─── STORED DATA
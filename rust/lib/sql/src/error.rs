use thiserror::Error;

#[derive(Error, Debug)]
pub enum SQLError {
    #[error("query error: {0}")]
    Query(String),

    #[error("execution error: {0}")]
    Execution(String),

    #[error("connection error: {0}")]
    Connection(String),

    #[error("transaction error: {0}")]
    Transaction(String),
}

impl SQLError {
    /// Whether the underlying failure was a UNIQUE constraint violation.
    pub fn is_unique_violation(&self) -> bool {
        match self {
            SQLError::Query(msg) | SQLError::Execution(msg) => msg.contains("UNIQUE constraint"),
            _ => false,
        }
    }

    /// Whether the underlying failure was a FOREIGN KEY constraint violation.
    pub fn is_foreign_key_violation(&self) -> bool {
        match self {
            SQLError::Query(msg) | SQLError::Execution(msg) => {
                msg.contains("FOREIGN KEY constraint")
            }
            _ => false,
        }
    }
}
use axum::extract::rejection::{JsonRejection, PathRejection, QueryRejection};
use axum::http::StatusCode;
use axum::response::{IntoResponse, Response};
use thiserror::Error;
use tracing::error;

use crate::envelope::ErrorEnvelope;

// ── Error codes ─────────────────────────────────────────────────────
//
// Stable, machine-readable identifiers. Clients match on these,
// never on the human-readable message string.

/// Stable error code constants.
///
/// Clients should match on `code` from
/// `{"success": false, "code": "NOT_FOUND", "message": "...", "timestamp": "..."}`.
/// Codes never change; messages may be reworded.
pub mod error_code {
    pub const NOT_FOUND: &str = "NOT_FOUND";
    pub const ALREADY_EXISTS: &str = "ALREADY_EXISTS";
    pub const VALIDATION_ERROR: &str = "VALIDATION_ERROR";
    pub const QUANTITY_EXCEEDED: &str = "QUANTITY_EXCEEDED";
    pub const DATABASE_ERROR: &str = "DATABASE_ERROR";
    pub const INTERNAL_ERROR: &str = "INTERNAL_ERROR";
}

/// Message returned to clients in place of storage/internal details.
const GENERIC_FAILURE: &str = "internal server error";

// ── ServiceError ────────────────────────────────────────────────────

/// Unified service error type used across all modules.
///
/// Each variant maps to a stable error code (see [`error_code`]) and an
/// HTTP status code. The JSON response is the error envelope:
///
/// ```json
/// {"success": false, "code": "NOT_FOUND", "message": "tropa 'T-9' not found", "timestamp": "..."}
/// ```
#[derive(Error, Debug)]
pub enum ServiceError {
    /// Resource does not exist. HTTP 404.
    #[error("{0}")]
    NotFound(String),

    /// Duplicate key / resource already exists. HTTP 409.
    #[error("{0}")]
    Conflict(String),

    /// Input data is invalid. HTTP 400.
    #[error("{0}")]
    Validation(String),

    /// A head count would exceed what is available. HTTP 409.
    #[error("{message}")]
    QuantityExceeded {
        message: String,
        details: serde_json::Value,
    },

    /// Storage backend failure. HTTP 500, detail is logged but not returned.
    #[error("{0}")]
    Storage(String),

    /// Unexpected internal error. HTTP 500, detail is logged but not returned.
    #[error("{0}")]
    Internal(String),
}

impl ServiceError {
    /// Stable, machine-readable error code.
    pub fn error_code(&self) -> &'static str {
        match self {
            ServiceError::NotFound(_) => error_code::NOT_FOUND,
            ServiceError::Conflict(_) => error_code::ALREADY_EXISTS,
            ServiceError::Validation(_) => error_code::VALIDATION_ERROR,
            ServiceError::QuantityExceeded { .. } => error_code::QUANTITY_EXCEEDED,
            ServiceError::Storage(_) => error_code::DATABASE_ERROR,
            ServiceError::Internal(_) => error_code::INTERNAL_ERROR,
        }
    }

    /// HTTP status code for this error.
    pub fn status_code(&self) -> StatusCode {
        match self {
            ServiceError::NotFound(_) => StatusCode::NOT_FOUND,
            ServiceError::Conflict(_) => StatusCode::CONFLICT,
            ServiceError::Validation(_) => StatusCode::BAD_REQUEST,
            ServiceError::QuantityExceeded { .. } => StatusCode::CONFLICT,
            ServiceError::Storage(_) => StatusCode::INTERNAL_SERVER_ERROR,
            ServiceError::Internal(_) => StatusCode::INTERNAL_SERVER_ERROR,
        }
    }

    /// Whether the message may be shown to the caller as-is.
    pub fn is_public(&self) -> bool {
        !matches!(self, ServiceError::Storage(_) | ServiceError::Internal(_))
    }

    /// Build the error envelope for this error.
    pub fn to_envelope(&self) -> ErrorEnvelope {
        let message = if self.is_public() {
            self.to_string()
        } else {
            GENERIC_FAILURE.to_string()
        };
        let details = match self {
            ServiceError::QuantityExceeded { details, .. } => Some(details.clone()),
            _ => None,
        };
        ErrorEnvelope::new(self.error_code(), message, details)
    }
}

impl IntoResponse for ServiceError {
    fn into_response(self) -> Response {
        if !self.is_public() {
            error!(code = self.error_code(), "request failed: {self}");
        }
        let status = self.status_code();
        (status, axum::Json(self.to_envelope())).into_response()
    }
}

impl From<JsonRejection> for ServiceError {
    fn from(rejection: JsonRejection) -> Self {
        ServiceError::Validation(rejection.body_text())
    }
}

impl From<QueryRejection> for ServiceError {
    fn from(rejection: QueryRejection) -> Self {
        ServiceError::Validation(rejection.body_text())
    }
}

impl From<PathRejection> for ServiceError {
    fn from(rejection: PathRejection) -> Self {
        ServiceError::Validation(rejection.body_text())
    }
}
use faena_core::ServiceError;
use faena_sql::{SQLExec, SQLStore};

/// SQL DDL statements to initialize the faena database schema.
///
/// All fields map directly to SQL columns. Remaining head counts are never
/// stored: they are derived from `tropa_detalles` and `faena_detalles` on read.
const SCHEMA: &[&str] = &[
    // Reference data (seeded from configuration).
    "CREATE TABLE IF NOT EXISTS especies (
        id INTEGER PRIMARY KEY AUTOINCREMENT,
        nombre TEXT NOT NULL UNIQUE
    )",
    "CREATE TABLE IF NOT EXISTS categorias_especie (
        id INTEGER PRIMARY KEY AUTOINCREMENT,
        especie_id INTEGER NOT NULL REFERENCES especies(id),
        nombre TEXT NOT NULL,
        UNIQUE(especie_id, nombre)
    )",
    "CREATE TABLE IF NOT EXISTS titulares_faena (
        id INTEGER PRIMARY KEY AUTOINCREMENT,
        nombre TEXT NOT NULL UNIQUE,
        cuit TEXT
    )",
    "CREATE TABLE IF NOT EXISTS enfermedades (
        id INTEGER PRIMARY KEY AUTOINCREMENT,
        nombre TEXT NOT NULL UNIQUE
    )",
    "CREATE TABLE IF NOT EXISTS tipos_parte (
        id INTEGER PRIMARY KEY AUTOINCREMENT,
        nombre TEXT NOT NULL UNIQUE
    )",
    // Herds and declared head counts.
    "CREATE TABLE IF NOT EXISTS tropas (
        id INTEGER PRIMARY KEY AUTOINCREMENT,
        numero TEXT NOT NULL UNIQUE,
        emisor TEXT,
        localidad TEXT,
        dte TEXT,
        guia_policial TEXT,
        fecha TEXT NOT NULL,
        titular_faena_id INTEGER NOT NULL REFERENCES titulares_faena(id),
        created_at TEXT NOT NULL,
        updated_at TEXT NOT NULL
    )",
    "CREATE TABLE IF NOT EXISTS tropa_detalles (
        id INTEGER PRIMARY KEY AUTOINCREMENT,
        tropa_id INTEGER NOT NULL REFERENCES tropas(id),
        especie_id INTEGER NOT NULL REFERENCES especies(id),
        categoria_id INTEGER NOT NULL REFERENCES categorias_especie(id),
        cantidad INTEGER NOT NULL CHECK (cantidad >= 0),
        UNIQUE(tropa_id, especie_id, categoria_id)
    )",
    // Slaughter events (append-only).
    "CREATE TABLE IF NOT EXISTS faenas (
        id INTEGER PRIMARY KEY AUTOINCREMENT,
        tropa_id INTEGER NOT NULL REFERENCES tropas(id),
        fecha TEXT NOT NULL,
        created_at TEXT NOT NULL
    )",
    "CREATE TABLE IF NOT EXISTS faena_detalles (
        id INTEGER PRIMARY KEY AUTOINCREMENT,
        faena_id INTEGER NOT NULL REFERENCES faenas(id),
        tropa_detalle_id INTEGER NOT NULL REFERENCES tropa_detalles(id),
        cantidad INTEGER NOT NULL CHECK (cantidad > 0)
    )",
    // Seizures.
    "CREATE TABLE IF NOT EXISTS decomisos (
        id INTEGER PRIMARY KEY AUTOINCREMENT,
        faena_id INTEGER NOT NULL REFERENCES faenas(id),
        enfermedad_id INTEGER NOT NULL REFERENCES enfermedades(id),
        tipo_parte_id INTEGER NOT NULL REFERENCES tipos_parte(id),
        cantidad INTEGER NOT NULL CHECK (cantidad > 0),
        observaciones TEXT,
        created_at TEXT NOT NULL
    )",
    // Indexes
    "CREATE INDEX IF NOT EXISTS idx_tropa_titular ON tropas(titular_faena_id)",
    "CREATE INDEX IF NOT EXISTS idx_tropa_det_tropa ON tropa_detalles(tropa_id)",
    "CREATE INDEX IF NOT EXISTS idx_faena_tropa ON faenas(tropa_id)",
    "CREATE INDEX IF NOT EXISTS idx_faena_det_faena ON faena_detalles(faena_id)",
    "CREATE INDEX IF NOT EXISTS idx_faena_det_tropa_det ON faena_detalles(tropa_detalle_id)",
    "CREATE INDEX IF NOT EXISTS idx_decomiso_faena ON decomisos(faena_id)",
];

pub fn init_schema(sql: &dyn SQLStore) -> Result<(), ServiceError> {
    for stmt in SCHEMA {
        sql.exec(stmt, &[])
            .map_err(|e| ServiceError::Storage(format!("schema init failed: {}", e)))?;
    }
    Ok(())
}

#[cfg(test)]
mod tests {
    use super::*;
    use faena_sql::SqliteStore;

    #[test]
    fn init_is_idempotent() {
        let store = SqliteStore::open_in_memory().unwrap();
        init_schema(&store).unwrap();
        init_schema(&store).unwrap();
        let rows = store
            .query(
                "SELECT COUNT(*) AS cnt FROM sqlite_master WHERE type = 'table' AND name NOT LIKE 'sqlite_%'",
                &[],
            )
            .unwrap();
        assert_eq!(rows[0].get_i64("cnt"), Some(10));
    }

    #[test]
    fn negative_declared_quantity_rejected_by_store() {
        let store = SqliteStore::open_in_memory().unwrap();
        init_schema(&store).unwrap();
        store.exec("INSERT INTO especies (nombre) VALUES ('Bovino')", &[]).unwrap();
        store
            .exec("INSERT INTO categorias_especie (especie_id, nombre) VALUES (1, 'Vaca')", &[])
            .unwrap();
        store
            .exec("INSERT INTO titulares_faena (nombre) VALUES ('T')", &[])
            .unwrap();
        store
            .exec(
                "INSERT INTO tropas (numero, fecha, titular_faena_id, created_at, updated_at) \
                 VALUES ('T-1', '2026-01-01', 1, 'x', 'x')",
                &[],
            )
            .unwrap();
        let err = store
            .exec(
                "INSERT INTO tropa_detalles (tropa_id, especie_id, categoria_id, cantidad) VALUES (1, 1, 1, -1)",
                &[],
            )
            .unwrap_err();
        assert!(err.to_string().contains("CHECK"));
    }
}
──────
▶ [TASK] From the records above, return each line where "CHECK" occurs.

▶ [TASK OUTPUT]
        cantidad INTEGER NOT NULL CHECK (cantidad >= 0),
        cantidad INTEGER NOT NULL CHECK (cantidad > 0)
        cantidad INTEGER NOT NULL CHECK (cantidad > 0),
        assert!(err.to_string().contains("CHECK"));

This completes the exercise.